AMHERST, Mass. – National Institutes of Health director Dr. Francis Collins today announced a new national initiative, the National Center of Excellence for Mobile Sensor Data-to-Knowledge (MD2K), focused on developing computational tools to facilitate the collection and analysis of large-scale health data generated by mobile and wearable sensors. Computer scientists Deepak Ganesan and Benjamin Marlin will co-lead the center at the University of Massachusetts Amherst, one of 12 institutions sharing $10.8 million over four years.

Michael Malone, UMass Amherst's vice chancellor for research and engagement, complimented the researchers, saying, "This is an exciting and important collaboration that will have great synergies on campus with work in the Center for Personalized Health Monitoring in the Institute for Applied Life Sciences."

As the MD2K researchers explain, mobile sensors offer opportunities for accelerating biomedical discovery and optimizing care delivery, but significant technological and scientific challenges related to the complexities of mobile sensor data remain to be resolved.

The national MD2K team includes computer scientists, engineers, statisticians and biomedical researchers from 11 universities and one nonprofit organization. Ganesan, a sensor systems expert, and Marlin, a machine learning expert, will lead the MD2K Center's work on inferring measures of patient health, as well as markers of behavioral, physical, social, and environmental risk factors from mobile sensor data. The MD2K Center will focus on two driving health problems with high mortality risk: smoking and congestive heart failure.
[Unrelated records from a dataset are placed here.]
//! Pure conversions between wire bytes and typed values
//!
//! Registers travel big-endian on the wire. Some devices (and the vendor extension)
//! send the bytes of every 16-bit word reversed while keeping the word order, which is
//! what [`ByteOrder::Swapped`] describes.

mod checksum;
mod hex;
mod registers;

pub use checksum::*;
pub use hex::*;
pub use registers::*;

/// Byte order of a multi-byte value held in registers
#[derive(Copy, Clone, Debug, Default, PartialEq, Eq)]
#[cfg_attr(feature = "serialization", derive(serde::Serialize, serde::Deserialize))]
pub enum ByteOrder {
    /// big-endian within each word, most significant word first
    #[default]
    Natural,
    /// bytes reversed within each 16-bit word, most significant word first
    Swapped,
}

impl std::str::FromStr for ByteOrder {
    type Err = crate::error::ConfigError;

    fn from_str(s: &str) -> Result<Self, Self::Err> {
        match s {
            "natural" | "big-endian" => Ok(ByteOrder::Natural),
            "swapped" => Ok(ByteOrder::Swapped),
            _ => Err(crate::error::ConfigError::UnknownName),
        }
    }
}

/// reverse the two bytes of every complete 16-bit word in place
pub fn swap_words(bytes: &mut [u8]) {
    for word in bytes.chunks_exact_mut(2) {
        word.swap(0, 1);
    }
}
Ganesan says, "The promise of mobile health sensing is that we can use body-worn sensors to detect various behavioral and environmental cues that will help predict adverse health events in real-time. For example, it has long been known that smoking relapse is related to stress, alcohol consumption and other cues. With wearable sensors, we can aim to detect these cues in real-time and offer interventions to patients before relapse occurs."
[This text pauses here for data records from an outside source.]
use crate::error::ConfigError;
use crate::model::{ChannelId, Dataset, DatasetId, Encoding, Field, Payload, ReportPolicy, ValueClass};

/// A typed value at a fixed position within a dataset
///
/// `index` counts values of the channel's own width, except for single bits where it
/// counts bits. A 16-bit value at index 2 is the third register, a 32-bit value at
/// index 1 spans the third and fourth registers and an 8-bit value at index 1 is the
/// high byte of the first register.
#[derive(Clone, Debug, PartialEq, Eq)]
#[cfg_attr(feature = "serialization", derive(serde::Serialize, serde::Deserialize))]
pub struct Channel {
    /// host supplied id
    pub id: ChannelId,
    /// dataset the channel is bound to
    pub dataset: DatasetId,
    /// position within the dataset, in units of the value width
    pub index: u16,
    /// interpretation of the bits
    pub class: ValueClass,
    /// byte order and decimal scale
    pub encoding: Encoding,
    /// engineering unit, informational
    pub unit: Option<String>,
    /// report policy, inherited from the dataset when unset
    pub report: Option<ReportPolicy>,
}

impl Channel {
    /// create a channel with the default encoding
    pub fn new(id: ChannelId, dataset: DatasetId, index: u16, class: ValueClass) -> Self {
        Self {
            id,
            dataset,
            index,
            class,
            encoding: Encoding::default(),
            unit: None,
            report: None,
        }
    }

    /// builder-style setter for the encoding
    pub fn with_encoding(mut self, encoding: Encoding) -> Self {
        self.encoding = encoding;
        self
    }

    /// builder-style setter for the unit
    pub fn with_unit(mut self, unit: impl Into<String>) -> Self {
        self.unit = Some(unit.into());
        self
    }

    /// builder-style setter for the report policy
    pub fn with_report(mut self, report: ReportPolicy) -> Self {
        self.report = Some(report);
        self
    }

    /// first bit of the channel within the dataset payload
    pub(crate) fn bit_position(&self) -> usize {
        match self.class {
            ValueClass::Bit => usize::from(self.index),
            class => usize::from(self.index) * class.width(),
        }
    }

    fn end(&self) -> usize {
        self.bit_position() + self.class.width()
    }

    /// the channel must lie within the payload of `dataset`
    pub(crate) fn check_footprint(&self, dataset: &Dataset) -> Result<(), ConfigError> {
        if dataset.bit_len() == 0 {
            return Err(ConfigError::UnsupportedClass);
        }
        if dataset.class.is_bits() && !self.class.is_bit_field() {
            return Err(ConfigError::UnsupportedClass);
        }
        if self.end() > dataset.bit_len() {
            return Err(ConfigError::ValueOutOfRange);
        }
        Ok(())
    }

    /// the bits or bytes of this channel within `payload`
    pub(crate) fn extract(&self, payload: &Payload) -> Result<Field, ConfigError> {
        if self.end() > payload.bit_len() {
            return Err(ConfigError::ValueOutOfRange);
        }
        if self.class.is_bit_field() {
            return Ok(Field::Bits(payload.to_bits().range(self.bit_position(), self.end())));
        }

        let registers = match payload {
            Payload::Registers(x) => x,
            Payload::Bits(_) => return Err(ConfigError::ValueMismatch),
        };
        let start = self.bit_position();
        let bytes = match self.class.width() {
            8 => {
                let position = byte_position(start);
                &registers[position..position + 1]
            }
            width => &registers[start / 8..(start + width) / 8],
        };
        Ok(Field::Bytes(bytes.to_vec()))
    }
}

/// position of the byte holding bits `index..index + 8` within big-endian register bytes
pub(crate) fn byte_position(index: usize) -> usize {
    let register = index / 16;
    // the low byte of a register is transmitted second
    if index % 16 == 0 {
        2 * register + 1
    } else {
        2 * register
    }
}

#[cfg(test)]
mod tests {
    use super::*;
    use crate::model::{MessageClass, NodeId, Value};

    fn holding(length: u16) -> Dataset {
        Dataset::new(NodeId(1), MessageClass::HoldingRegister, 0, length)
    }

    fn channel(index: u16, class: ValueClass) -> Channel {
        Channel::new(ChannelId::new("ch"), DatasetId(1), index, class)
    }

    #[test]
    fn index_counts_values_of_the_class_width() {
        assert_eq!(channel(3, ValueClass::Bit).bit_position(), 3);
        assert_eq!(channel(3, ValueClass::ModeSet).bit_position(), 12);
        assert_eq!(channel(3, ValueClass::UInt8).bit_position(), 24);
        assert_eq!(channel(1, ValueClass::UInt16).bit_position(), 16);
        assert_eq!(channel(1, ValueClass::Schedule).bit_position(), 16);
        assert_eq!(channel(1, ValueClass::UInt32).bit_position(), 32);
        assert_eq!(channel(1, ValueClass::Float32).bit_position(), 32);
        assert_eq!(channel(u16::MAX, ValueClass::Int32).bit_position(), 65535 * 32);
    }

    #[test]
    fn footprint_must_fit_the_dataset() {
        assert_eq!(channel(1, ValueClass::UInt16).check_footprint(&holding(2)), Ok(()));
        assert_eq!(
            channel(2, ValueClass::UInt16).check_footprint(&holding(2)),
            Err(ConfigError::ValueOutOfRange)
        );
        assert_eq!(channel(1, ValueClass::UInt32).check_footprint(&holding(4)), Ok(()));
        assert_eq!(
            channel(1, ValueClass::UInt32).check_footprint(&holding(2)),
            Err(ConfigError::ValueOutOfRange)
        );
        assert_eq!(channel(3, ValueClass::UInt8).check_footprint(&holding(2)), Ok(()));
        assert_eq!(
            channel(4, ValueClass::UInt8).check_footprint(&holding(2)),
            Err(ConfigError::ValueOutOfRange)
        );
        let coils = Dataset::new(NodeId(1), MessageClass::Coil, 0, 8);
        assert_eq!(channel(7, ValueClass::Bit).check_footprint(&coils), Ok(()));
        assert_eq!(channel(1, ValueClass::ModeSet).check_footprint(&coils), Ok(()));
        assert_eq!(
            channel(2, ValueClass::ModeSet).check_footprint(&coils),
            Err(ConfigError::ValueOutOfRange)
        );
        assert_eq!(
            channel(0, ValueClass::UInt8).check_footprint(&coils),
            Err(ConfigError::UnsupportedClass)
        );
    }

    #[test]
    fn extracts_bytes_and_bits_from_registers() {
        let payload = Payload::Registers(vec![0x12, 0x34, 0x00, 0x2A]);
        assert_eq!(
            channel(1, ValueClass::UInt16).extract(&payload),
            Ok(Field::Bytes(vec![0x00, 0x2A]))
        );
        assert_eq!(
            channel(0, ValueClass::UInt8).extract(&payload),
            Ok(Field::Bytes(vec![0x34]))
        );
        assert_eq!(
            channel(1, ValueClass::UInt8).extract(&payload),
            Ok(Field::Bytes(vec![0x12]))
        );
        assert_eq!(
            channel(2, ValueClass::UInt8).extract(&payload),
            Ok(Field::Bytes(vec![0x2A]))
        );

        let bit = channel(2, ValueClass::Bit);
        let field = bit.extract(&payload).unwrap();
        assert_eq!(
            Encoding::default().decode(ValueClass::Bit, &field),
            Ok(Value::Bool(true))
        );
    }

    #[test]
    fn wide_values_at_index_one_skip_the_first_value() {
        let payload = Payload::Registers(vec![
            0x00, 0x01, 0x00, 0x02, 0x41, 0x2C, 0x00, 0x00,
        ]);
        let field = channel(1, ValueClass::UInt16).extract(&payload).unwrap();
        assert_eq!(
            Encoding::default().decode(ValueClass::UInt16, &field),
            Ok(Value::Int(2))
        );
        let field = channel(1, ValueClass::UInt32).extract(&payload).unwrap();
        assert_eq!(field, Field::Bytes(vec![0x41, 0x2C, 0x00, 0x00]));
        assert_eq!(
            Encoding::default().decode(ValueClass::UInt32, &field),
            Ok(Value::Int(0x412C_0000))
        );
        let field = channel(1, ValueClass::Float32).extract(&payload).unwrap();
        assert_eq!(
            Encoding::default().decode(ValueClass::Float32, &field),
            Ok(Value::Float(10.75))
        );
    }
}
"The challenge," Marlin adds, "is making the data analytics highly robust and scalable while taking into account energy use and communications costs as well as the security and privacy of the data. The MD2K Center will explore solutions to all of these problems with the immediate goal of developing accurate and reliable computational tools that biomedical researchers will be able to easily incorporate into health and behavior studies."
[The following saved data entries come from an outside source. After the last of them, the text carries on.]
use tokio::time::Instant;

use crate::codec::{append_crc, crc16, split_crc};
use crate::constants::frame::{CRC_LENGTH, EXCEPTION_MASK, MAX_RESYNC_ITERATIONS, MAX_RTU_FRAME_LENGTH};
use crate::decode::{DecodeLevel, FrameDecodeLevel};
use crate::error::{FrameParseError, RequestError};
use crate::phys::{format_bytes, PhysLayer};
use crate::transport::length::{response_length, Length};
use crate::transport::read_before;

/// send an RTU request and read the matching response
pub(crate) async fn transact(
    phys: &mut PhysLayer,
    request: &[u8],
    deadline: Instant,
    decode: DecodeLevel,
) -> Result<Vec<u8>, RequestError> {
    send(phys, request, decode).await?;

    let mut parser = RtuParser::new(request[0], request[1]);
    let mut buffer = [0u8; MAX_RTU_FRAME_LENGTH];
    loop {
        match parser.parse()? {
            ParseStep::Complete(adu) => {
                if decode.frame.enabled() {
                    tracing::info!("RTU RX - {}", RtuDisplay::new(decode.frame, &adu));
                }
                return Ok(adu);
            }
            ParseStep::Need(count) => {
                let count = count.min(buffer.len());
                let length =
                    read_before(phys, &mut buffer[..count], deadline, decode.physical).await?;
                parser.push(&buffer[..length]);
            }
        }
    }
}

/// send an RTU request without waiting for a response
pub(crate) async fn send(
    phys: &mut PhysLayer,
    request: &[u8],
    decode: DecodeLevel,
) -> Result<(), RequestError> {
    let mut frame = request.to_vec();
    append_crc(&mut frame);
    if decode.frame.enabled() {
        tracing::info!("RTU TX - {}", RtuDisplay::new(decode.frame, request));
    }
    phys.write(&frame, decode.physical).await?;
    Ok(())
}

#[derive(Debug, PartialEq, Eq)]
enum ParseStep {
    Complete(Vec<u8>),
    Need(usize),
}

/// Accumulates response bytes and hunts for a frame matching the request
///
/// a candidate failing validation costs one leading byte
struct RtuParser {
    unit: u8,
    function: u8,
    rx: Vec<u8>,
    dropped: usize,
}

impl RtuParser {
    fn new(unit: u8, function: u8) -> Self {
        Self {
            unit,
            function,
            rx: Vec::new(),
            dropped: 0,
        }
    }

    fn push(&mut self, data: &[u8]) {
        self.rx.extend_from_slice(data);
    }

    fn parse(&mut self) -> Result<ParseStep, RequestError> {
        loop {
            if let Err(err) = self.check_header() {
                self.resync(err)?;
                continue;
            }

            let target = match response_length(&self.rx) {
                Ok(Length::AtLeast(x)) => {
                    return Ok(ParseStep::Need(x.saturating_sub(self.rx.len()).max(1)))
                }
                Ok(Length::Exact(x)) => x + CRC_LENGTH,
                Err(err) => {
                    self.resync(err)?;
                    continue;
                }
            };

            if self.rx.len() < target {
                return Ok(ParseStep::Need(target - self.rx.len()));
            }

            match self.validate(target) {
                Ok(adu) => return Ok(ParseStep::Complete(adu)),
                Err(err) => self.resync(err)?,
            }
        }
    }

    fn check_header(&self) -> Result<(), FrameParseError> {
        if let Some(unit) = self.rx.first() {
            if *unit != self.unit {
                return Err(FrameParseError::UnitIdMismatch {
                    expected: self.unit,
                    received: *unit,
                });
            }
        }
        if let Some(function) = self.rx.get(1) {
            if *function != self.function && *function != self.function | EXCEPTION_MASK {
                return Err(FrameParseError::FunctionCodeMismatch {
                    expected: self.function,
                    received: *function,
                });
            }
        }
        Ok(())
    }

    fn validate(&self, target: usize) -> Result<Vec<u8>, FrameParseError> {
        let frame = &self.rx[..target];
        let (adu, received) = split_crc(frame).ok_or(FrameParseError::FrameTooShort(target))?;
        let expected = crc16(adu);
        if received != expected {
            return Err(FrameParseError::CrcMismatch { received, expected });
        }
        Ok(adu.to_vec())
    }

    fn resync(&mut self, err: FrameParseError) -> Result<(), RequestError> {
        if self.dropped >= MAX_RESYNC_ITERATIONS {
            tracing::warn!("RTU resync limit reached: {}", err);
            return Err(FrameParseError::ResyncLimitReached.into());
        }
        tracing::debug!("RTU resync: {}", err);
        if !self.rx.is_empty() {
            self.rx.remove(0);
        }
        self.dropped += 1;
        Ok(())
    }
}

pub(crate) struct RtuDisplay<'a> {
    level: FrameDecodeLevel,
    adu: &'a [u8],
}

impl<'a> RtuDisplay<'a> {
    pub(crate) fn new(level: FrameDecodeLevel, adu: &'a [u8]) -> Self {
        RtuDisplay { level, adu }
    }
}

impl std::fmt::Display for RtuDisplay<'_> {
    fn fmt(&self, f: &mut std::fmt::Formatter) -> std::fmt::Result {
        if let [unit, function, data @ ..] = self.adu {
            write!(
                f,
                "unit: {unit:#04X} fc: {function:#04X} len: {} crc: {:#06X}",
                data.len(),
                crc16(self.adu)
            )?;
            if self.level.payload_enabled() {
                format_bytes(f, data)?;
            }
        }
        Ok(())
    }
}

#[cfg(test)]
mod tests {
    use super::*;
    use crate::mock::mock;
    use std::time::Duration;

    const REQUEST: &[u8] = &[0x01, 0x03, 0x00, 0x10, 0x00, 0x02];
    const RESPONSE: &[u8] = &[0x01, 0x03, 0x04, 0x00, 0x2A, 0x00, 0x00];

    fn with_crc(adu: &[u8]) -> Vec<u8> {
        let mut frame = adu.to_vec();
        append_crc(&mut frame);
        frame
    }

    fn parse_all(data: &[u8]) -> Result<ParseStep, RequestError> {
        let mut parser = RtuParser::new(0x01, 0x03);
        parser.push(data);
        parser.parse()
    }

    #[test]
    fn asks_for_header_then_exact_length() {
        assert_eq!(parse_all(&[]), Ok(ParseStep::Need(2)));
        assert_eq!(parse_all(&[0x01, 0x03]), Ok(ParseStep::Need(1)));
        assert_eq!(parse_all(&[0x01, 0x03, 0x04]), Ok(ParseStep::Need(6)));
    }

    #[test]
    fn completes_valid_frame() {
        assert_eq!(
            parse_all(&with_crc(RESPONSE)),
            Ok(ParseStep::Complete(RESPONSE.to_vec()))
        );
    }

    #[test]
    fn skips_leading_garbage() {
        let mut data = vec![0xFF, 0x00];
        data.extend(with_crc(RESPONSE));
        assert_eq!(parse_all(&data), Ok(ParseStep::Complete(RESPONSE.to_vec())));
    }

    #[test]
    fn corrupted_frame_is_dropped_and_the_next_one_accepted() {
        let mut corrupted = with_crc(RESPONSE);
        corrupted[4] ^= 0xFF;
        let mut data = corrupted;
        data.extend(with_crc(RESPONSE));
        assert_eq!(parse_all(&data), Ok(ParseStep::Complete(RESPONSE.to_vec())));
    }

    #[test]
    fn frames_are_limited_to_256_bytes_with_the_crc() {
        let mut largest = vec![0x01, 0x03, 0xFB];
        largest.resize(254, 0x00);
        let frame = with_crc(&largest);
        assert_eq!(frame.len(), MAX_RTU_FRAME_LENGTH);
        assert_eq!(parse_all(&frame), Ok(ParseStep::Complete(largest)));

        let mut oversize = vec![0x01, 0x03, 0xFC];
        oversize.resize(255, 0x00);
        assert!(!matches!(
            parse_all(&with_crc(&oversize)),
            Ok(ParseStep::Complete(_))
        ));
    }

    #[test]
    fn accepts_exception_response() {
        let frame = with_crc(&[0x01, 0x83, 0x02]);
        assert_eq!(
            parse_all(&frame),
            Ok(ParseStep::Complete(vec![0x01, 0x83, 0x02]))
        );
    }

    #[test]
    fn gives_up_after_resync_limit() {
        let garbage = vec![0x55; MAX_RESYNC_ITERATIONS + 1];
        assert_eq!(
            parse_all(&garbage),
            Err(RequestError::TransactionFailure(
                FrameParseError::ResyncLimitReached
            ))
        );
    }

    #[tokio::test]
    async fn transacts_over_physical_layer() {
        let (mock, mut handle) = mock();
        let mut phys = PhysLayer::new_mock(mock);
        handle.expect_write(&with_crc(REQUEST));
        handle.read(&with_crc(RESPONSE));

        let deadline = Instant::now() + Duration::from_secs(1);
        let adu = transact(&mut phys, REQUEST, deadline, DecodeLevel::nothing())
            .await
            .unwrap();
        assert_eq!(adu, RESPONSE);
    }

    #[tokio::test]
    async fn times_out_without_response() {
        let (mock, mut handle) = mock();
        let mut phys = PhysLayer::new_mock(mock);
        handle.expect_write(&with_crc(REQUEST));
        // only part of the response arrives
        handle.read(&with_crc(RESPONSE)[..4]);

        let deadline = Instant::now() + Duration::from_millis(50);
        let result = transact(&mut phys, REQUEST, deadline, DecodeLevel::nothing()).await;
        assert_eq!(result, Err(RequestError::ResponseTimeout));
    }
}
Ganesan says, "This is an exciting time for mobile health sensing at UMass Amherst, given that there have been concurrent investments in novel biosensor device development on campus. The MD2K Center is about deploying new and existing biosensors, building the computational pipeline for extracting new biomedical insights from the resulting data, and laying the groundwork for the use of these devices in personalized care."

Santosh Kumar, a team leader at the University of Memphis, says, "Our team aims to lay the scientific foundations for realizing the vision of predictive, preventive, personalized, participatory and precision medicine with mobile sensors, and usher in the next generation of healthcare."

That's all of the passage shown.